### Dataset excerpts
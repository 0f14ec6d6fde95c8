//! Scoped transactional access to the catalog database.

use std::path::{Path, PathBuf};
use std::time::Duration;

use rusqlite::{Connection, OpenFlags, Transaction, TransactionBehavior};
use tracing::debug;

use super::retry::{retry_on_lock, RetryPolicy};
use super::DatabaseError;

/// Opens one connection per call; no connection outlives the transaction it
/// was opened for, so handles are never shared between worker threads.
#[derive(Debug, Clone)]
pub struct CatalogGateway {
    path: PathBuf,
    busy_timeout: Duration,
    retry_base: Duration,
}

impl CatalogGateway {
    /// Verifies the catalog exists and can be opened read-write.
    pub fn open(
        path: &Path,
        busy_timeout: Duration,
        retry_base: Duration,
    ) -> Result<Self, DatabaseError> {
        let metadata = std::fs::metadata(path).map_err(|e| match e.kind() {
            std::io::ErrorKind::NotFound => DatabaseError::CatalogNotFound(path.to_path_buf()),
            _ => DatabaseError::Io {
                path: path.to_path_buf(),
                source: e,
            },
        })?;
        if !metadata.is_file() {
            return Err(DatabaseError::CatalogNotFound(path.to_path_buf()));
        }

        let gateway = Self {
            path: path.to_path_buf(),
            busy_timeout,
            retry_base,
        };
        gateway.connect()?;

        debug!("Catalog gateway ready for {}", path.display());
        Ok(gateway)
    }

    pub fn path(&self) -> &Path {
        &self.path
    }

    fn connect(&self) -> Result<Connection, DatabaseError> {
        let conn = Connection::open_with_flags(
            &self.path,
            OpenFlags::SQLITE_OPEN_READ_WRITE | OpenFlags::SQLITE_OPEN_NO_MUTEX,
        )?;
        conn.busy_timeout(self.busy_timeout)?;
        conn.execute_batch("PRAGMA journal_mode=WAL; PRAGMA synchronous=NORMAL;")?;
        Ok(conn)
    }

    /// Runs `f` inside a deferred transaction on a fresh connection.
    ///
    /// Commits when `f` returns `Ok`, rolls back otherwise. Lock contention
    /// anywhere in the attempt restarts it, at most `retries` times.
    pub fn with_transaction<T, F>(&self, retries: u32, mut f: F) -> Result<T, DatabaseError>
    where
        F: FnMut(&Transaction<'_>) -> Result<T, DatabaseError>,
    {
        let policy = RetryPolicy::new(retries, self.retry_base);
        retry_on_lock(&policy, |_| {
            let mut conn = self.connect()?;
            let tx = conn.transaction_with_behavior(TransactionBehavior::Deferred)?;
            let value = f(&tx)?;
            tx.commit()?;
            Ok(value)
        })
    }
}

### Assignment
Your answer must be the lines from the one containing "Ok(gateway)" to the last line of the entries, repeated exactly and with nothing else.

### Written reply
        Ok(gateway)
    }

    pub fn path(&self) -> &Path {
        &self.path
    }

    fn connect(&self) -> Result<Connection, DatabaseError> {
        let conn = Connection::open_with_flags(
            &self.path,
            OpenFlags::SQLITE_OPEN_READ_WRITE | OpenFlags::SQLITE_OPEN_NO_MUTEX,
        )?;
        conn.busy_timeout(self.busy_timeout)?;
        conn.execute_batch("PRAGMA journal_mode=WAL; PRAGMA synchronous=NORMAL;")?;
        Ok(conn)
    }

    /// Runs `f` inside a deferred transaction on a fresh connection.
    ///
    /// Commits when `f` returns `Ok`, rolls back otherwise. Lock contention
    /// anywhere in the attempt restarts it, at most `retries` times.
    pub fn with_transaction<T, F>(&self, retries: u32, mut f: F) -> Result<T, DatabaseError>
    where
        F: FnMut(&Transaction<'_>) -> Result<T, DatabaseError>,
    {
        let policy = RetryPolicy::new(retries, self.retry_base);
        retry_on_lock(&policy, |_| {
            let mut conn = self.connect()?;
            let tx = conn.transaction_with_behavior(TransactionBehavior::Deferred)?;
            let value = f(&tx)?;
            tx.commit()?;
            Ok(value)
        })
    }
}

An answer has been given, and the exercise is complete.